Morphometry is becoming a unique part of structurally geomorphologic studies after W. B. Bull and L. D. McFadden (1977) and it develops with the introduction of DEM and GIS technologies [3] .

Geographic information system (GIS) is used in different branches of earth science such as providing geomorphology, hazard, zoning and mineral potential maps. The most important objective of geographic information system is the integration of spatial data and their final assessment. The GIS has display facilities and analysis of data concurrently which make it possible for geologist to work with many geological data in more speed and accuracy. It should be mentioned that it is impossible in analog and tradition methods [4] .

Each one of geomorphology indices represents a relative classification for quantity of tectonically activities. There is a huge progress in development of quantitative hypsometry. Vast research is carried out in studying the hypsometry index [5] - [8] .

In this study, we tried to measure the required parameters using Digital Elevation Model with 30 meter resolution at ARC GIS software. In order to identify the hypsometry anomalies, we use climate, rock strength level, geomagnetic and structural maps. In fact, the purpose of this study is to use the procedure and the information of geology and climatology to understand the hypsometry properties of Namdan basin.

Iran is a part of the Alpine-Himalayan orogenic belt that represents the great Tethys Sea once located between two large continents, Gondwana and Laurasia, during Paleozoic-Mesozoic eras. Many geologists have studied structural history and tectonics for Iran [9] [10] . They show that there are many different structural units, for example Berberian [9] who divides Iran into four major structural-geological units separable on the basis of regional difference in structural-geological characteristics which are included: Zagros active folded belt [11] [12] , Central Iran, KopehDagh ranges and Alborz Mountains (from Bandar Pahlavi to Gorgan). Last zoning map of Iran based on Physiographic-tectonic of sedimentary basins has been prepared by Arian [13] (Figure 1). Iran has divided into four continental unites consist of, Cimmerian miniplate at least can be divided to the smaller part, East-Central Iran and North-Central Iran microcontinents, Eurasian and Arabian continents. East Alborzhinterland is the oldest orogenic belt and Zagros hinterland is the newest orogenic beltof Iran [13] . Zagros zone extends from Bandar Abbas in the south to Kermanshah in the northwest and continues through to Iraq. It is in fact the northeastern edge of the Arabian plate.

The study area is about 304,000 hectare in the terminal zone of the high Zagros belt in Fars Province, southwest Iran. Major rock groups are Bakhtiari, Asmari, Jahrom, Fahliyan, Daryan, Khanehkat, and Neyriz (Figure 2). Central point of Namdan basin is located at longitudes 52˚42'E and latitude 30˚55'N. Average altitude of it is various from 3370 meter at Mountains to 2200 meter at low terrains from open seas level.
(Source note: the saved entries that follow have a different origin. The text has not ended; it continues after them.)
/// Module du socle des prédicteurs
///
/// Un prédicteur enveloppe une dépendance de largeur 1 et un algorithme
/// de prédiction décrit par sa taille de queue et son pas. Le socle
/// valide les entrées et entretient le tampon de sortie à cinq
/// colonnes:
/// 0. la prédiction
/// 1. l'erreur structurelle au moment où la prédiction est faite
/// 2. l'erreur structurelle au moment prédit
/// 3. le résidu (valeur observée moins valeur prédite)
/// 4. l'écart type glissant du résidu
///
/// Les algorithmes concrets sont fournis par l'appelant; tant qu'aucun
/// n'écrit, les colonnes restent NaN.
use crate::errors::{EngineError, Result};
use crate::growing_array::GrowingArray;
use crate::indicator::{Indicator, IndicatorKind, SeriesReader, Upstream};
use crate::pricing::CandleComponent;

/// Description d'un algorithme de prédiction
pub trait PredictorAlgorithm {
    /// Nombre d'éléments requis pour produire une prédiction
    fn tail_size(&self) -> usize;

    /// Nombre de pas dans le futur effectivement prédits
    fn step(&self) -> usize;
}

pub(crate) struct PredictorParams {
    /// Conservé pour les algorithmes concrets, qui lisent l'amont
    /// avec la même fenêtre de queue que les autres indicateurs
    #[allow(dead_code)]
    pub reader: SeriesReader,
    pub algorithm: Box<dyn PredictorAlgorithm>,
}

impl PredictorParams {
    pub(crate) const WIDTH: usize = 5;
}

impl Indicator {
    /// Socle d'un prédicteur au-dessus d'une dépendance de largeur 1
    pub fn predictor(
        parent: impl Into<Upstream>,
        algorithm: Box<dyn PredictorAlgorithm>,
        component: Option<CandleComponent>,
    ) -> Result<Indicator> {
        if algorithm.tail_size() < 1 {
            return Err(EngineError::InvalidArgument(
                "a predictor algorithm must declare a tail size of at least 1".into(),
            ));
        }
        if algorithm.step() < 1 {
            return Err(EngineError::InvalidArgument(
                "a predictor algorithm must declare a step of at least 1".into(),
            ));
        }
        let upstream = parent.into();
        let reader = SeriesReader::new(upstream.clone(), component)?;
        Indicator::build(
            IndicatorKind::Predictor(PredictorParams { reader, algorithm }),
            vec![upstream],
        )
    }

    /// La taille de queue de l'algorithme, pour un prédicteur
    pub fn predictor_tail_size(&self) -> Option<usize> {
        match &self.inner.kind {
            IndicatorKind::Predictor(params) => Some(params.algorithm.tail_size()),
            _ => None,
        }
    }

    /// Le pas de prédiction de l'algorithme, pour un prédicteur
    pub fn predictor_step(&self) -> Option<usize> {
        match &self.inner.kind {
            IndicatorKind::Predictor(params) => Some(params.algorithm.step()),
            _ => None,
        }
    }
}

/// Entretient le tampon sur la fenêtre notifiée
///
/// Le socle ne calcule rien: il étend seulement la série au rythme de
/// l'amont, les lignes restant à NaN.
pub(crate) fn update(
    _params: &PredictorParams,
    data: &mut GrowingArray<f64>,
    start: usize,
    end: usize,
) -> Result<()> {
    let blank = vec![f64::NAN; PredictorParams::WIDTH];
    for index in start..end {
        data.set(index, &blank)?;
    }
    Ok(())
}

#[cfg(test)]
mod tests {
    use super::*;
    use crate::intervals::Interval;
    use crate::pricing::SampleKind;
    use crate::source::Source;
    use crate::timelapse::Timelapse;
    use chrono::{TimeZone, Utc};

    struct FixedAlgorithm {
        tail: usize,
        step: usize,
    }

    impl PredictorAlgorithm for FixedAlgorithm {
        fn tail_size(&self) -> usize {
            self.tail
        }

        fn step(&self) -> usize {
            self.step
        }
    }

    fn price_source() -> Source {
        Source::new(
            SampleKind::Price,
            Utc.with_ymd_and_hms(2024, 1, 1, 0, 0, 0).unwrap(),
            Interval::HOUR,
            None,
        )
        .unwrap()
    }

    #[test]
    fn zero_tail_or_step_is_rejected() {
        let source = price_source();
        let bad_tail = Box::new(FixedAlgorithm { tail: 0, step: 1 });
        assert!(Indicator::predictor(&source, bad_tail, None).is_err());
        let bad_step = Box::new(FixedAlgorithm { tail: 4, step: 0 });
        assert!(Indicator::predictor(&source, bad_step, None).is_err());
    }

    #[test]
    fn scaffold_owns_a_five_column_buffer() {
        let source = price_source();
        source.push(vec![10u64, 11, 12], None).unwrap();
        let algorithm = Box::new(FixedAlgorithm { tail: 4, step: 2 });
        let predictor = Indicator::predictor(&source, algorithm, None).unwrap();

        assert_eq!(predictor.width(), 5);
        assert_eq!(predictor.predictor_tail_size(), Some(4));
        assert_eq!(predictor.predictor_step(), Some(2));
        assert_eq!(predictor.len(), 3);
        for index in 0..3 {
            let row = predictor.get(index).unwrap();
            assert_eq!(row.len(), 5);
            assert!(row.iter().all(|value| value.is_nan()));
        }

        source.push(13u64, None).unwrap();
        assert_eq!(predictor.len(), 4);
    }

    #[test]
    fn wide_indicator_parents_are_rejected() {
        let source = price_source();
        source.push(vec![1u64, 2, 3, 4], None).unwrap();
        let mean = Indicator::moving_mean(&source, 2, None, true).unwrap();
        let variance = Indicator::moving_variance(&mean, true, true, true).unwrap();
        let algorithm = Box::new(FixedAlgorithm { tail: 3, step: 1 });
        assert!(Indicator::predictor(&variance, algorithm, None).is_err());
    }
}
The annual temperature average of this region is 7.5 varying from 37˚C to - 22˚C from winter to summer. The annual average precipitation of this region is 32% to 43%. The regional climate according to Do martin method is semi-aired cold [14] . The average rainfall of Namdanbasin is 300 to 600 millimeter .The climate of the region is characterized by a hot summer and well distributed seasonal rainfall. The Shadkam River is the most important river of this watershed which takes its origin in Shadkam spring at Almaijeh Mountain.
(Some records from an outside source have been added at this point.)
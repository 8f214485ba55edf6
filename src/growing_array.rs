/// Module du tableau extensible par chunks
///
/// ARCHITECTURE:
/// Un `GrowingArray` est un tampon 2-D (lignes x largeur) qui grandit à
/// l'écriture et ne rétrécit jamais. Le stockage est découpé en chunks
/// contigus de taille identique, alloués à la demande et initialisés à
/// la valeur de remplissage. Toutes les séries du moteur (sources,
/// digests, indicateurs) reposent dessus.
use crate::errors::{EngineError, Result};

/// Segment d'une tranche couvrant un chunk
///
/// `data_*` indexe la tranche demandée (en lignes, relative au début de
/// la tranche), `chunk_*` indexe l'intérieur du chunk `chunk`.
#[derive(Debug, PartialEq, Eq)]
pub(crate) struct SliceRun {
    pub data_start: usize,
    pub data_end: usize,
    pub chunk: usize,
    pub chunk_start: usize,
    pub chunk_end: usize,
}

/// Itérateur des segments d'une tranche `[slice_start, slice_stop)`
///
/// ALGORITHME:
/// - start_chunk = slice_start / chunk_size, stop_chunk = slice_stop / chunk_size
/// - Si les deux tombent dans le même chunk, un seul segment aux offsets
///   modulo chunk_size
/// - Sinon, premier segment borné en bas par slice_start % chunk_size,
///   segments intermédiaires pleins, dernier segment borné en haut par
///   slice_stop % chunk_size; si cette borne vaut 0 le dernier segment
///   serait vide et n'est pas produit
pub(crate) struct ChunkedSlices {
    chunk_size: usize,
    stop_chunk: usize,
    chunk_stop_index: usize,
    current_chunk: usize,
    current_lbound: usize,
    data_index: usize,
    finished: bool,
}

pub(crate) fn chunked_slicing(
    slice_start: usize,
    slice_stop: usize,
    chunk_size: usize,
) -> ChunkedSlices {
    ChunkedSlices {
        chunk_size,
        stop_chunk: slice_stop / chunk_size,
        chunk_stop_index: slice_stop % chunk_size,
        current_chunk: slice_start / chunk_size,
        current_lbound: slice_start % chunk_size,
        data_index: 0,
        finished: slice_start >= slice_stop,
    }
}

impl Iterator for ChunkedSlices {
    type Item = SliceRun;

    fn next(&mut self) -> Option<SliceRun> {
        if self.finished {
            return None;
        }
        let ubound = if self.current_chunk == self.stop_chunk {
            if self.chunk_stop_index == 0 {
                self.finished = true;
                return None;
            }
            self.chunk_stop_index
        } else {
            self.chunk_size
        };
        let lbound = self.current_lbound;
        let length = ubound - lbound;
        let run = SliceRun {
            data_start: self.data_index,
            data_end: self.data_index + length,
            chunk: self.current_chunk,
            chunk_start: lbound,
            chunk_end: ubound,
        };
        if self.current_chunk == self.stop_chunk {
            self.finished = true;
        } else {
            self.current_chunk += 1;
            self.current_lbound = 0;
            self.data_index += length;
        }
        Some(run)
    }
}

/// Tampon 2-D extensible
///
/// Les lectures au-delà de la longueur logique rendent la valeur de
/// remplissage; seules les écritures font grandir la longueur.
/// Les indices négatifs et les pas différents de 1 n'existent pas dans
/// cette interface.
pub struct GrowingArray<T: Copy> {
    fill: T,
    chunk_size: usize,
    width: usize,
    chunks: Vec<Vec<T>>,
    logical_len: usize,
}

impl<T: Copy> GrowingArray<T> {
    /// Crée un tableau vide
    ///
    /// RETOUR: InvalidArgument si chunk_size < 60 ou width < 1
    pub fn new(fill: T, chunk_size: usize, width: usize) -> Result<Self> {
        if chunk_size < 60 {
            return Err(EngineError::InvalidArgument(format!(
                "chunk size cannot be lower than 60 (got {chunk_size})"
            )));
        }
        if width < 1 {
            return Err(EngineError::InvalidArgument(
                "width cannot be lower than 1".into(),
            ));
        }
        Ok(GrowingArray {
            fill,
            chunk_size,
            width,
            chunks: Vec::new(),
            logical_len: 0,
        })
    }

    /// Longueur logique (nombre de lignes écrites ou couvertes)
    pub fn len(&self) -> usize {
        self.logical_len
    }

    pub fn is_empty(&self) -> bool {
        self.logical_len == 0
    }

    pub fn width(&self) -> usize {
        self.width
    }

    pub fn chunk_size(&self) -> usize {
        self.chunk_size
    }

    fn allocated_rows(&self) -> usize {
        self.chunks.len() * self.chunk_size
    }

    /// Lit une ligne
    ///
    /// Au-delà des chunks alloués, la ligne rendue est entièrement à la
    /// valeur de remplissage.
    pub fn get(&self, index: usize) -> Vec<T> {
        let mut row = vec![self.fill; self.width];
        if index < self.allocated_rows() {
            let chunk = &self.chunks[index / self.chunk_size];
            let offset = (index % self.chunk_size) * self.width;
            row.copy_from_slice(&chunk[offset..offset + self.width]);
        }
        row
    }

    /// Lit une tranche de lignes `[start, stop)`, aplatie ligne-majeure
    pub fn get_slice(&self, start: usize, stop: usize) -> Result<Vec<T>> {
        if stop < start {
            return Err(EngineError::InvalidArgument(format!(
                "slice start {start} is beyond stop {stop}"
            )));
        }
        let mut out = vec![self.fill; (stop - start) * self.width];
        let readable = stop.min(self.allocated_rows());
        if start < readable {
            for run in chunked_slicing(start, readable, self.chunk_size) {
                let chunk = &self.chunks[run.chunk];
                out[run.data_start * self.width..run.data_end * self.width].copy_from_slice(
                    &chunk[run.chunk_start * self.width..run.chunk_end * self.width],
                );
            }
        }
        Ok(out)
    }

    /// Écrit une ligne
    pub fn set(&mut self, index: usize, row: &[T]) -> Result<()> {
        self.set_slice(index, index + 1, row)
    }

    /// Écrit une tranche de lignes `[start, stop)`
    ///
    /// `rows` est aplatie ligne-majeure et doit compter exactement
    /// (stop - start) * width éléments. Les chunks manquants sont
    /// alloués; la longueur logique ne fait que croître.
    pub fn set_slice(&mut self, start: usize, stop: usize, rows: &[T]) -> Result<()> {
        if stop < start {
            return Err(EngineError::InvalidArgument(format!(
                "slice start {start} is beyond stop {stop}"
            )));
        }
        if rows.len() != (stop - start) * self.width {
            return Err(EngineError::InvalidArgument(format!(
                "expected {} values for rows [{start}, {stop}) of width {}, got {}",
                (stop - start) * self.width,
                self.width,
                rows.len()
            )));
        }
        if start == stop {
            return Ok(());
        }
        self.allocate(stop);
        for run in chunked_slicing(start, stop, self.chunk_size) {
            let chunk = &mut self.chunks[run.chunk];
            chunk[run.chunk_start * self.width..run.chunk_end * self.width]
                .copy_from_slice(&rows[run.data_start * self.width..run.data_end * self.width]);
        }
        self.logical_len = self.logical_len.max(stop);
        Ok(())
    }

    /// Alloue les chunks nécessaires pour couvrir l'indice `stop`
    fn allocate(&mut self, stop: usize) {
        while self.allocated_rows() < stop {
            self.chunks.push(vec![self.fill; self.chunk_size * self.width]);
        }
    }
}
The Kaftar Lake is the one of fresh water lakes in Iranian plateau which has been located in the easternmost part of Namdanbasin. This lake (with area approximately 7500 acres) is 2300 meters high above sea level and is 24 km long and 6 km wide [15] .

2. Materials and Methods

In the field of tectonics geomorphology and landscape evolution, the use of GIS is relatively recent. The availability of the DEM has produced a great revolution in this field. It has replaced old topographic maps, allowing for better and faster analysis of topographic parameters. One of the most important features of DEM is the possibility of extracting river networks with stream gradients and catchments areas [16] .

Geographical information system has been used for data preparation, data manipulation and analysis of data. ARCGIS 9.3 has been used for the present study. The Digital Elevation Model (DEM) with 30 m spatial resolu-

Figure 1. Physiographic-tectonic zoning map of Iran’s sedimentary basins Iran modified from [1] . The study area is shown in the black rectangle.
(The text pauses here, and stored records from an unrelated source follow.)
impl Source {
    /// Crée une source
    ///
    /// PARAMÈTRES:
    /// - dtype: prix standardisé ou bougie
    /// - stamp: horodatage de l'indice 0
    /// - interval: granularité, à prendre dans la table des sources
    /// - initial: valeur héritée de la période précédente; obligatoire
    ///   pour interpoler un trou au tout début de la série
    pub fn new(
        dtype: SampleKind,
        stamp: DateTime<Utc>,
        interval: Interval,
        initial: Option<Sample>,
    ) -> Result<Source> {
        if !interval.allowed_as_source() {
            return Err(EngineError::InvalidArgument(format!(
                "interval {interval} is not allowed as a source interval"
            )));
        }
        if let Some(value) = &initial {
            if value.kind() != dtype {
                return Err(EngineError::InvalidArgument(
                    "the initial value does not match the source dtype".into(),
                ));
            }
        }
        let data = match dtype {
            SampleKind::Price => SeriesData::Prices(GrowingArray::new(0, 3600, 1)?),
            SampleKind::Candle => SeriesData::Candles(GrowingArray::new(Candle::constant(0), 3600, 1)?),
        };
        Ok(Source {
            inner: Rc::new(SourceInner {
                dtype,
                axis: TimeAxis { interval, timestamp: stamp },
                initial,
                data: RefCell::new(data),
                on_refresh_digests: Broadcaster::new("on_refresh_digests"),
                on_refresh_indicators: Broadcaster::new("on_refresh_indicators"),
                link: RefCell::new(None),
            }),
        })
    }

    pub fn dtype(&self) -> SampleKind {
        self.inner.dtype
    }

    pub fn initial(&self) -> Option<Sample> {
        self.inner.initial
    }

    /// Les digests s'abonnent ici pour se rafraîchir à chaque poussée
    pub fn on_refresh_digests(&self) -> &Broadcaster<(usize, usize)> {
        &self.inner.on_refresh_digests
    }

    /// Les indicateurs s'abonnent ici pour se rafraîchir à chaque poussée
    pub fn on_refresh_indicators(&self) -> &Broadcaster<(usize, usize)> {
        &self.inner.on_refresh_indicators
    }

    /// Compare deux poignées par identité
    pub(crate) fn same_as(&self, other: &Source) -> bool {
        Rc::ptr_eq(&self.inner, &other.inner)
    }

    /// Lit un échantillon
    pub fn get(&self, index: usize) -> Result<Sample> {
        Ok(self.inner.data.borrow().get_sample(index))
    }

    /// Lit une tranche d'échantillons `[start, end)`
    pub fn slice(&self, start: usize, end: usize) -> Result<Vec<Sample>> {
        self.inner.data.borrow().samples(start, end)
    }

    /// Lit l'échantillon couvrant un horodatage
    pub fn at(&self, stamp: DateTime<Utc>) -> Result<Sample> {
        self.get(self.index_for(stamp)?)
    }

    /// Pousse des données à l'indice donné (par défaut: la fin)
    ///
    /// ALGORITHME:
    /// 1. Valide le lot (non vide, dtype conforme)
    /// 2. Si l'indice dépasse la longueur, comble le trou par
    ///    interpolation linéaire entière entre la dernière valeur (ou
    ///    la valeur initiale) et le premier élément poussé
    /// 3. Écrit le lot
    /// 4. Déclenche on_refresh_digests puis on_refresh_indicators sur
    ///    la fenêtre [indice, indice + taille du lot)
    ///
    /// Pousser sur un indice déjà peuplé est permis mais coûteux: la
    /// fenêtre est réécrite telle quelle, sans ré-interpolation des
    /// voisins, et re-notifiée à tout le graphe aval.
    pub fn push(&self, data: impl Into<PushData>, index: Option<usize>) -> Result<()> {
        SourceInner::push_internal(&self.inner, data.into(), index)
    }

    /// Lie cette source à un digest pour refléter sa sortie
    ///
    /// Lier remplace toute liaison précédente. Le digest doit avoir un
    /// intervalle au moins égal et une origine au moins aussi tardive
    /// que ceux de cette source; sinon IntervalMismatch. La liaison
    /// déclenche immédiatement un rattrapage de tout le contenu du
    /// digest.
    pub fn link(&self, digest: &Digest) -> Result<()> {
        self.unlink();
        if digest.interval() < self.interval() {
            return Err(EngineError::IntervalMismatch(format!(
                "cannot link to a digest with a smaller interval ({} < {})",
                digest.interval(),
                self.interval()
            )));
        }
        if digest.timestamp() < self.timestamp() {
            return Err(EngineError::IntervalMismatch(format!(
                "cannot link to a digest whose origin {} is before this source's origin {}",
                digest.timestamp(),
                self.timestamp()
            )));
        }
        let weak_source = Rc::downgrade(&self.inner);
        let weak_digest = Rc::downgrade(&digest.inner);
        let listener = digest.on_refresh_linked_sources().register(Rc::new(
            move |(start, end)| match (weak_source.upgrade(), weak_digest.upgrade()) {
                (Some(source), Some(digest)) => {
                    SourceInner::on_linked_refresh(&source, &digest, start, end)
                }
                _ => Ok(()),
            },
        ));
        *self.inner.link.borrow_mut() = Some(LinkState { digest: digest.clone(), listener });
        // Rattrapage immédiat de tout le contenu déjà produit
        let backfill =
            SourceInner::on_linked_refresh(&self.inner, &digest.inner, 0, digest.len());
        if backfill.is_err() {
            self.unlink();
        }
        backfill
    }

    /// Détache cette source de son digest lié, si elle en a un
    pub fn unlink(&self) {
        if let Some(state) = self.inner.link.borrow_mut().take() {
            state.digest.on_refresh_linked_sources().unregister(state.listener);
        }
    }

    /// Le digest actuellement lié, s'il y en a un
    pub fn linked_to(&self) -> Option<Digest> {
        self.inner.link.borrow().as_ref().map(|state| state.digest.clone())
    }
}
tion has been used as a base map. The drainage basin’s boundary has been identified through an extension called arc hydro tools 9 (fill, flow direction, flow accumulation, stream definition, stream segmentation) in ARCGIS software using DEM model as input. We have been controlled drainages obtained by DEM with drainages of the survey of Iran topographical map in 1:25,000 scales. So that, 9 basins have been chosen for studying (Figure 3). Stream ordering method as suggested by Strahler has been employed [5] .

Hypsometric describes area distribution at different elevations [5] and can be estimated using the hypsometric curve or the hypsometric integral (HI). The index is defined as the relative area below the hypsometric curve and thus expresses the volume of a basin that has not been eroded [17] . The hypsometric integral can be approximated by means of the following equation (Keller and Pinter, 2002):

(1)

Figure 2.Geology map of Namdan basins Iran.

Figure 3. Determination of sub-basins in Namdan basin based on Digital Elevation Model (DEM).

The elevation value of DEM (Figure 4) has been used to find out the hypsometric integral for each basin in the Namdan basin. Programming in excel has been used to determine the hypsometric curve values. In order to generate the map of hi value, at the first, polygon shape file converted to point features by xtools pro and then the spatial analyst has been used. Finally, we classified Namdan basin based on three classifies called Strahler [5] , El Hamdouni et al. [18] and Ramu and Mahalingam [6] .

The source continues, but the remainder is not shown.